Pascal blieb stumm. Er rang mit sich selbst. Warum empfand er nur so viel Mitleid und Zuneigung für diese Frau? Er wollte sich neben sie setzen. Sie in die Arme nehmen und beruhigend über ihr wunderschönes schimmerndes, schwarzes Haar streichen. Ein schmerzhafter Stich bohrte sich in seinen Brustkorb.
„Du quälst mich. Merkst du das denn nicht?“, presste sie hervor. Sie verachtete sich selbst für diese Offenbarung ihrer Gefühle. Aber sie konnte nicht anders. Die Worte kamen von ganz allein über ihre Lippen. Sie wagte es nicht, sich nun vom Fleck zu rühren oder gar zu ihm aufzusehen. Er musste sie für erbärmlich halten. Nicht einmal fünf Minuten hatte sie seiner übermächtigen Präsenz standhalten können.
„Es tut mir leid.“
Der Satz bohrte sich in ihren Kopf, ohne dass sie ihn tatsächlich verstand. Es tat ihm leid! Was meinte er damit? Die vergangene Nacht? Dass er sie nun verfolgte?
„Ich wollte dich nicht verfolgen“, sagte er, als könnte er in ihr lesen wie in einem offenen Buch.
Isabella regte sich mit einem Mal doch. Irritiert starrte sie ihn an. Er wirkte weder Furcht erregend noch grausam. Er war alles andere als das. Anziehend und verführerisch. Eine Versuchung. Aber gerade das machte ihn so unheimlich gefährlich.
Abrupt befreite sie sich von seiner hypnotischen Wirkung. Reiß dich verdammt noch mal zusammen, schalt sie sich selbst.
„Warum stehst du nur da und siehst mich an? Was willst du von mir? Mein Blut? Bitte!“ Sie streckte ihm ihr Handgelenk entgegen. Abermals erschrak sie über ihr eigenes Verlangen. Seine Nähe elektrisierte sie. Es kostete sie so unglaublich viel Kraft, ihre Gefühle unter Kontrolle zu halten. Ruhig zu atmen. Sich nichts anmerken zu lassen.

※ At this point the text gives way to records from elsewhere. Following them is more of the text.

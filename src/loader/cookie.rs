//! Cookie storage (spec §4.3 "Stubber cookie integration", §1 scopes out "cookie
//! storage implementation" as an external collaborator concern — this module
//! ships the one default implementation a usable library needs).

use std::collections::HashMap;
use std::sync::Mutex;

use async_trait::async_trait;

/// Host-pluggable cookie jar contract.
#[async_trait]
pub trait CookieStorage: Send + Sync {
    async fn cookies_for(&self, host: &str) -> Vec<String>;
    async fn store(&self, host: &str, set_cookie_headers: &[String]);
}

/// A process-local, in-memory cookie jar keyed by host. No expiry, domain-matching
/// or `Secure`/`SameSite` policy enforcement — just enough to round-trip
/// `Set-Cookie` back into `Cookie` on the next request to the same host.
#[derive(Default)]
pub struct InMemoryCookieJar {
    by_host: Mutex<HashMap<String, Vec<String>>>,
}

impl InMemoryCookieJar {
    pub fn new() -> Self {
        Self::default()
    }
}

#[async_trait]
impl CookieStorage for InMemoryCookieJar {
    async fn cookies_for(&self, host: &str) -> Vec<String> {
        self.by_host
            .lock()
            .expect("cookie jar mutex poisoned")
            .get(host)
            .cloned()
            .unwrap_or_default()
    }

    async fn store(&self, host: &str, set_cookie_headers: &[String]) {
        let mut guard = self.by_host.lock().expect("cookie jar mutex poisoned");
        let entry = guard.entry(host.to_string()).or_default();
        for header in set_cookie_headers {
            let name_value = header.split(';').next().unwrap_or(header).trim().to_string();
            if let Some(existing) = entry.iter_mut().find(|c| {
                c.split('=').next() == name_value.split('=').next()
            }) {
                *existing = name_value;
            } else {
                entry.push(name_value);
            }
        }
    }
}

Doch ihr Arm, den sie weiter ausgestreckt hielt, wurde schnell zur Last und wollte sich einem Zittern ergeben.
Pascal verharrte nach wie vor. Wie eine Statue stand er ihr gegenüber und sah auf sie hinab. Natürlich sehnte er sich nach ihrem Blut. Er gierte danach.
Es gab Vampire, die sich von einem derartigen Hunger in den Wahnsinn treiben ließen. Aber Pascal gehörte nicht zu dieser Sorte. Er war schon immer ein Meister der Selbstbeherrschung gewesen – abgesehen von der vergangenen Nacht.